610 Sports Radio talked to Ned Yost yesterday morning at 9:00 as they always do on Wednesdays, and they asked Ned this question.
Um, no thought? At all?
Yeah, ok, Ned, that probably counts as a thought, but whatever. Let's just assume the Royals can't use Colon and also assume that they purchased no laxatives to help move along the issue. It's ok. Don't panic. The Royals can still improve Infante. Here's how.
1. PUT INFANTE ON A GLUTEN-FREE DIET
Look, Infante just isn't in the best shape of his life. He's 33 and halfway to 34. It's totally natural that Infante should be having some problems. But you know what will help? Not gluten, that's what. Reportedly, Infante is a ravenous consumer of jaffa cakes, and his rapid and violent arm motion from hand to box is why he has bone spurs in his elbow. Remove the gluten, remove the bone spurs.

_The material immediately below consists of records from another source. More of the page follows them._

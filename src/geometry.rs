//! Planar geometry primitives
//!
//! Orientation, circumcircle construction and containment, an axis-aligned
//! bounds rectangle, and Liang–Barsky segment clipping. Everything here is
//! pure math over `glam::DVec2`.

use glam::DVec2;

#[cfg(feature = "serde")]
use serde::{Deserialize, Serialize};

/// Tolerance shared by the degeneracy and containment tests
pub const EPSILON: f64 = 1e-9;

/// Twice the signed area of triangle `abc`: `(b - a) × (c - a)`
///
/// Positive for counter-clockwise order, negative for clockwise, zero when
/// the three points are collinear.
#[inline]
pub fn orient(a: DVec2, b: DVec2, c: DVec2) -> f64 {
    (b - a).perp_dot(c - a)
}

/// Circle through the three vertices of a triangle
///
/// The radius is kept squared so the in-circle predicate needs no square root.
#[derive(Debug, Clone, Copy, PartialEq)]
pub struct Circumcircle {
    /// Circumcenter
    pub center: DVec2,
    /// Squared circumradius
    pub radius_squared: f64,
}

impl Circumcircle {
    /// Whether `p` lies inside or on the circle (within [`EPSILON`])
    #[inline]
    pub fn contains(&self, p: DVec2) -> bool {
        p.distance_squared(self.center) <= self.radius_squared + EPSILON
    }

    /// Circumradius
    #[inline]
    pub fn radius(&self) -> f64 {
        self.radius_squared.sqrt()
    }
}

/// Compute the circumcircle of triangle `abc`
///
/// Returns `None` when the points are collinear (or nearly so), since the
/// circumcenter is undefined.
pub fn circumcircle(a: DVec2, b: DVec2, c: DVec2) -> Option<Circumcircle> {
    let d = 2.0 * (a.x * (b.y - c.y) + b.x * (c.y - a.y) + c.x * (a.y - b.y));
    if d.abs() < EPSILON {
        return None;
    }

    let a2 = a.length_squared();
    let b2 = b.length_squared();
    let c2 = c.length_squared();

    let center = DVec2::new(
        (a2 * (b.y - c.y) + b2 * (c.y - a.y) + c2 * (a.y - b.y)) / d,
        (a2 * (c.x - b.x) + b2 * (a.x - c.x) + c2 * (b.x - a.x)) / d,
    );

    Some(Circumcircle {
        center,
        radius_squared: center.distance_squared(a),
    })
}

/// Axis-aligned rectangle
///
/// The canvas is `Bounds::new(width, height)`, i.e. `[0, W] × [0, H]`.
#[cfg_attr(feature = "serde", derive(Serialize, Deserialize))]
#[derive(Debug, Clone, Copy, PartialEq)]
pub struct Bounds {
    /// Minimum corner
    pub min: DVec2,
    /// Maximum corner
    pub max: DVec2,
}

impl Bounds {
    /// Canvas-style bounds anchored at the origin
    pub fn new(width: f64, height: f64) -> Self {
        Self {
            min: DVec2::ZERO,
            max: DVec2::new(width, height),
        }
    }

    /// Bounds from two arbitrary corners
    pub fn from_corners(a: DVec2, b: DVec2) -> Self {
        Self {
            min: a.min(b),
            max: a.max(b),
        }
    }

    /// Smallest bounds enclosing every point
    ///
    /// An empty slice yields degenerate bounds at the origin.
    pub fn enclosing(points: &[DVec2]) -> Self {
        let Some(&first) = points.first() else {
            return Self::new(0.0, 0.0);
        };

        points.iter().fold(Self::from_corners(first, first), |acc, &p| Self {
            min: acc.min.min(p),
            max: acc.max.max(p),
        })
    }

    #[inline]
    pub fn width(&self) -> f64 {
        self.max.x - self.min.x
    }

    #[inline]
    pub fn height(&self) -> f64 {
        self.max.y - self.min.y
    }

    #[inline]
    pub fn center(&self) -> DVec2 {
        (self.min + self.max) * 0.5
    }

    #[inline]
    pub fn max_dimension(&self) -> f64 {
        self.width().max(self.height())
    }

    #[inline]
    pub fn min_dimension(&self) -> f64 {
        self.width().min(self.height())
    }

    /// Whether `p` lies inside or on the boundary
    #[inline]
    pub fn contains(&self, p: DVec2) -> bool {
        p.cmpge(self.min).all() && p.cmple(self.max).all()
    }

    /// Clamp `p` component-wise into the rectangle
    #[inline]
    pub fn clamp(&self, p: DVec2) -> DVec2 {
        p.clamp(self.min, self.max)
    }
}

/// Clip segment `p0 → p1` to `bounds` (Liang–Barsky)
///
/// Returns the visible part, or `None` when the segment misses the rectangle.
pub fn clip_segment(p0: DVec2, p1: DVec2, bounds: &Bounds) -> Option<(DVec2, DVec2)> {
    let delta = p1 - p0;
    let p = [-delta.x, delta.x, -delta.y, delta.y];
    let q = [
        p0.x - bounds.min.x,
        bounds.max.x - p0.x,
        p0.y - bounds.min.y,
        bounds.max.y - p0.y,
    ];

    let mut u0: f64 = 0.0;
    let mut u1: f64 = 1.0;

    for (&pi, &qi) in p.iter().zip(q.iter()) {
        if pi.abs() < EPSILON {
            // Parallel to this edge: reject if outside it
            if qi < 0.0 {
                return None;
            }
            continue;
        }

        let t = qi / pi;
        if pi < 0.0 {
            if t > u1 {
                return None;
            }
            u0 = u0.max(t);
        } else {
            if t < u0 {
                return None;
            }
            u1 = u1.min(t);
        }
    }

    Some((p0 + delta * u0, p0 + delta * u1))
}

Checkmate, nerds.
Plus, gluten does other terrible things to your body:
- Gluten causes scurvy
- Gluten allows for the atrocity of St. Louis pizza
- Gluten causes walk rates to dramatically fall
- Gluten disrupts domes
This is a really easy thing for the Royals to do. After a detox period, Omar Infante will be as good as new. We can only hope a gluten-free lifestyle will help Infante overcome poor play.
2. CYBORGIFY INFANTE
Contrary to popular belief, there is nothing in the player's agreement, Infante's contract, or MLB rules that prohibit the use of robotic parts. Here is the total mention of robotics in any of those documents:
That's not invisible ink, that's nothing. Zero. Nada. Just like Infante's offensive contributions to the club.
The Royals are already using cyborgs in their bullpen; how else can you explain Greg Holland, Wade Davis, and Kelvin Herrera? Cyborg parts have apparently been added to Chris Young, Ryan Madson, and Luke Hochevar. It's only a matter of time for Infante.
In fact, I've got a mock-up of the cyborg revolution in baseball:
It's really simple; just replace all of Infante's parts with better ones. Sure, Infante may end up looking like Gunhead here, but he's shiny and blue, just like the Royals' American League Championship flag.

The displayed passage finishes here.